╭─ Data to examine

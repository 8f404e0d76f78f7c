// Copyright 2025 the Understory Authors
// SPDX-License-Identifier: Apache-2.0 OR MIT

//! Dispatch engine: replay one native delivery across the responder chain.
//!
//! ## Overview
//!
//! A manager holds the only native binding for its subtree. When that binding
//! fires, [`Responders::handle_native`] finds the responder closest to the
//! physical target and replays local handling from there up to the manager:
//!
//! 1. Resolve the origin. If the [`EventScope`] carries a cursor left by an
//!    inner manager, resume from it. Otherwise walk the node tree upward from
//!    the target until a node's responder is managed by this manager; fall
//!    back to the manager itself.
//! 2. Replay. Run local handling on each responder from the origin up to the
//!    manager, checking [`PlatformEvent::is_propagation_stopped`] between
//!    responders.
//! 3. Leave the manager's parent as the cursor, so an enclosing manager picks
//!    up where this one stopped and never reprocesses this subtree.
//!
//! ## Local handling
//!
//! For a bubbling delivery, delegated selectors are tested against every node
//! from the target up to (excluding) the responder's own node. The first
//! node/selector match fires that selector's listeners and ends the walk.
//! Direct listeners fire afterwards, matched or not.
//!
//! For a non-bubbling delivery, a target equal to the responder's node fires
//! the direct listeners only. Any other target is tested as-is against the
//! delegated selectors, and only the first match fires.
//!
//! ## Minimal example
//!
//! ```
//! # use understory_delegate::responder::Responders;
//! # use understory_delegate::types::*;
//! # use std::collections::HashMap;
//! # #[derive(Default)]
//! # struct Tree { parent: Vec<Option<usize>>, tag: Vec<&'static str>, assoc: HashMap<usize, ResponderId> }
//! # impl NodeTree for Tree {
//! #     type Node = usize;
//! #     fn parent_of(&self, n: &usize) -> Option<usize> { self.parent[*n] }
//! #     fn matches(&self, n: &usize, sel: &str) -> bool { self.tag[*n] == sel }
//! #     fn contains(&self, a: &usize, n: &usize) -> bool {
//! #         let mut cur = Some(*n);
//! #         while let Some(c) = cur { if c == *a { return true; } cur = self.parent[c]; }
//! #         false
//! #     }
//! #     fn responder_of(&self, n: &usize) -> Option<ResponderId> { self.assoc.get(n).copied() }
//! #     fn set_responder(&mut self, n: &usize, r: ResponderId) { self.assoc.insert(*n, r); }
//! #     fn clear_responder(&mut self, n: &usize) { self.assoc.remove(n); }
//! # }
//! # #[derive(Default)]
//! # struct Bindings(Vec<(usize, NativeBinding)>);
//! # impl NativeEvents<usize> for Bindings {
//! #     fn bind(&mut self, n: &usize, b: &NativeBinding) { self.0.push((*n, b.clone())); }
//! #     fn unbind(&mut self, n: &usize, b: &NativeBinding) { self.0.retain(|(m, c)| !(m == n && c == b)); }
//! # }
//! # struct Click { target: usize, stopped: bool }
//! # impl PlatformEvent<usize> for Click {
//! #     fn event_type(&self) -> &str { "click" }
//! #     fn target(&self) -> usize { self.target }
//! #     fn related_target(&self) -> Option<usize> { None }
//! #     fn is_propagation_stopped(&self) -> bool { self.stopped }
//! # }
//! // ul (0) > li (1)
//! let tree = Tree {
//!     parent: vec![None, Some(0)],
//!     tag: vec!["ul", "li"],
//!     ..Tree::default()
//! };
//! let mut responders: Responders<Tree, Bindings, &str> =
//!     Responders::new(tree, Bindings::default());
//! let list = responders.create(0).unwrap();
//! let item = responders.create(1).unwrap();
//! responders.add_child(list, item);
//! responders.on(item, "click", "item").unwrap();
//! responders.on(list, "click li", "delegated").unwrap();
//! responders.on(list, "click", "list").unwrap();
//! responders.listen(list);
//!
//! // A single native binding on the list's node serves the whole subtree.
//! assert_eq!(responders.native().0.len(), 1);
//! let (_, binding) = responders.native().0[0].clone();
//!
//! let mut event = Click { target: 1, stopped: false };
//! let mut scope = EventScope::new();
//! let mut fired = Vec::new();
//! responders.handle_native(&binding, &mut event, &mut scope, |f, _| fired.push(*f.handler));
//! assert_eq!(fired, ["item", "delegated", "list"]);
//! ```

use alloc::string::String;

use tracing::trace;

use crate::kind::{normalize_enter_leave, normalize_stale};
use crate::responder::{Responder, Responders};
use crate::types::{
    EventScope, Fired, NativeBinding, NativeEvents, NativeHandler, NodeTree, PlatformEvent,
    ResponderId,
};

/// One replay of a normalized event type inside a manager's domain.
#[derive(Copy, Clone, Debug)]
struct Pass<'a, N> {
    manager: ResponderId,
    event_type: &'a str,
    /// Non-bubbling delivery: delegation tests the target alone.
    tagged: bool,
    target: N,
}

impl<T, B, H, C> Responders<T, B, H, C>
where
    T: NodeTree,
    B: NativeEvents<T::Node>,
    H: PartialEq,
    C: PartialEq,
{
    /// Handle one native delivery for `binding`.
    ///
    /// ## Usage
    ///
    /// - `binding`: the binding the native system fired, as passed to
    ///   [`NativeEvents::bind`].
    /// - `event`: the platform event; listeners may stop its propagation.
    /// - `scope`: transient metadata for this physical event. Reuse the same
    ///   scope for every delivery of one physical event, and a fresh scope for
    ///   the next one.
    /// - `invoke`: called once per fired listener, in replay order.
    ///
    /// Deliveries for bindings whose manager is gone or no longer listening
    /// are ignored. Mutating responders from inside `invoke` is not possible;
    /// defer such changes until dispatch returns.
    pub fn handle_native<E, F>(
        &self,
        binding: &NativeBinding,
        event: &mut E,
        scope: &mut EventScope,
        mut invoke: F,
    ) where
        E: PlatformEvent<T::Node>,
        F: FnMut(&Fired<'_, T::Node, H, C>, &mut E),
    {
        let manager = binding.manager;
        if !self.is_listening(manager) {
            trace!(?manager, "delivery for a released binding");
            return;
        }
        match binding.handler {
            NativeHandler::Event => {
                let event_type = String::from(event.event_type());
                let pass = Pass {
                    manager,
                    event_type: &event_type,
                    tagged: false,
                    target: event.target(),
                };
                self.on_event(pass, event, scope, &mut invoke);
            }
            NativeHandler::Stale => {
                let event_type = String::from(normalize_stale(event.event_type()));
                if !scope.mark_handled(manager) {
                    trace!(?manager, %event_type, "suppressed redelivery");
                    return;
                }
                let pass = Pass {
                    manager,
                    event_type: &event_type,
                    tagged: true,
                    target: event.target(),
                };
                self.on_event(pass, event, scope, &mut invoke);
            }
            NativeHandler::EnterLeave => {
                self.on_enter_leave(manager, event, scope, &mut invoke);
            }
        }
    }

    fn on_event<E, F>(
        &self,
        pass: Pass<'_, T::Node>,
        event: &mut E,
        scope: &mut EventScope,
        invoke: &mut F,
    ) where
        E: PlatformEvent<T::Node>,
        F: FnMut(&Fired<'_, T::Node, H, C>, &mut E),
    {
        let origin = match self.resume_point(pass.manager, scope.cursor) {
            Some(origin) => origin,
            None => self.resolve_origin(pass.manager, pass.target),
        };
        self.replay(pass, origin, event, invoke);
        scope.cursor = self.parent_of(pass.manager);
    }

    /// Emulate `mouseenter`/`mouseleave`: every node between the target and
    /// the related target counts as entered (or left).
    fn on_enter_leave<E, F>(
        &self,
        manager: ResponderId,
        event: &mut E,
        scope: &mut EventScope,
        invoke: &mut F,
    ) where
        E: PlatformEvent<T::Node>,
        F: FnMut(&Fired<'_, T::Node, H, C>, &mut E),
    {
        let event_type = String::from(normalize_enter_leave(event.event_type()));
        let related = event.related_target();
        let manager_node = self.node(manager);
        let mut current = Some(event.target());
        while let Some(el) = current {
            if let Some(rel) = related
                && (rel == el || self.tree.contains(&el, &rel))
            {
                break;
            }
            let pass = Pass {
                manager,
                event_type: &event_type,
                tagged: true,
                target: el,
            };
            let origin = self.resolve_origin(manager, el);
            if self.replay(pass, origin, event, invoke) || Some(el) == manager_node {
                break;
            }
            current = self.tree.parent_of(&el);
        }
        scope.cursor = self.parent_of(manager);
    }

    /// A stored cursor is only honored inside this manager's domain.
    fn resume_point(
        &self,
        manager: ResponderId,
        cursor: Option<ResponderId>,
    ) -> Option<ResponderId> {
        let cursor = cursor?;
        (cursor == manager || self.manager_of(cursor) == Some(manager)).then_some(cursor)
    }

    fn resolve_origin(&self, manager: ResponderId, target: T::Node) -> ResponderId {
        let manager_node = self.node(manager);
        let mut current = Some(target);
        while let Some(node) = current {
            if Some(node) == manager_node {
                break;
            }
            if let Some(id) = self.tree.responder_of(&node)
                && self.manager_of(id) == Some(manager)
            {
                trace!(?manager, origin = ?id, "resolved origin");
                return id;
            }
            current = self.tree.parent_of(&node);
        }
        manager
    }

    /// Run local handling from `origin` up to and including the manager.
    ///
    /// Returns `true` if a listener stopped propagation.
    fn replay<E, F>(
        &self,
        pass: Pass<'_, T::Node>,
        origin: ResponderId,
        event: &mut E,
        invoke: &mut F,
    ) -> bool
    where
        E: PlatformEvent<T::Node>,
        F: FnMut(&Fired<'_, T::Node, H, C>, &mut E),
    {
        let mut current = Some(origin);
        while let Some(id) = current {
            if id == pass.manager {
                break;
            }
            self.handle_local(id, pass, event, invoke);
            if event.is_propagation_stopped() {
                return true;
            }
            current = self.parent_of(id);
        }
        self.handle_local(pass.manager, pass, event, invoke);
        event.is_propagation_stopped()
    }

    fn handle_local<E, F>(
        &self,
        id: ResponderId,
        pass: Pass<'_, T::Node>,
        event: &mut E,
        invoke: &mut F,
    ) where
        E: PlatformEvent<T::Node>,
        F: FnMut(&Fired<'_, T::Node, H, C>, &mut E),
    {
        let Some(r) = self.get(id) else {
            return;
        };
        let Some(interest) = r.registry.get(pass.event_type) else {
            return;
        };
        trace!(responder = ?id, event_type = pass.event_type, "local handling");

        if !(pass.tagged || interest.kind.is_non_bubbling()) {
            let mut candidate = Some(pass.target);
            'walk: while let Some(node) = candidate {
                if node == r.node {
                    break;
                }
                for selector in interest.selectors() {
                    if self.tree.matches(&node, selector) {
                        r.fire(id, pass.event_type, Some(selector), node, event, invoke);
                        break 'walk;
                    }
                }
                candidate = self.tree.parent_of(&node);
            }
            r.fire(id, pass.event_type, None, r.node, event, invoke);
        } else if pass.target == r.node {
            r.fire(id, pass.event_type, None, r.node, event, invoke);
        } else if let Some(selector) = interest
            .selectors()
            .find(|selector| self.tree.matches(&pass.target, selector))
        {
            r.fire(id, pass.event_type, Some(selector), pass.target, event, invoke);
        }
    }
}

impl<N: Copy, H: PartialEq, C: PartialEq> Responder<N, H, C> {
    /// Invoke every listener registered for exactly `(event_type, selector)`.
    fn fire<E, F>(
        &self,
        id: ResponderId,
        event_type: &str,
        selector: Option<&str>,
        node: N,
        event: &mut E,
        invoke: &mut F,
    ) where
        F: FnMut(&Fired<'_, N, H, C>, &mut E),
    {
        for l in self.listeners.matching(event_type, selector) {
            let fired = Fired {
                responder: id,
                node,
                event_type,
                selector,
                handler: &l.handler,
                context: l.context.as_ref(),
            };
            invoke(&fired, event);
        }
    }
}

╰─

The expected result is every line from the material above that includes "types".

//! # use understory_delegate::types::*;
use crate::types::{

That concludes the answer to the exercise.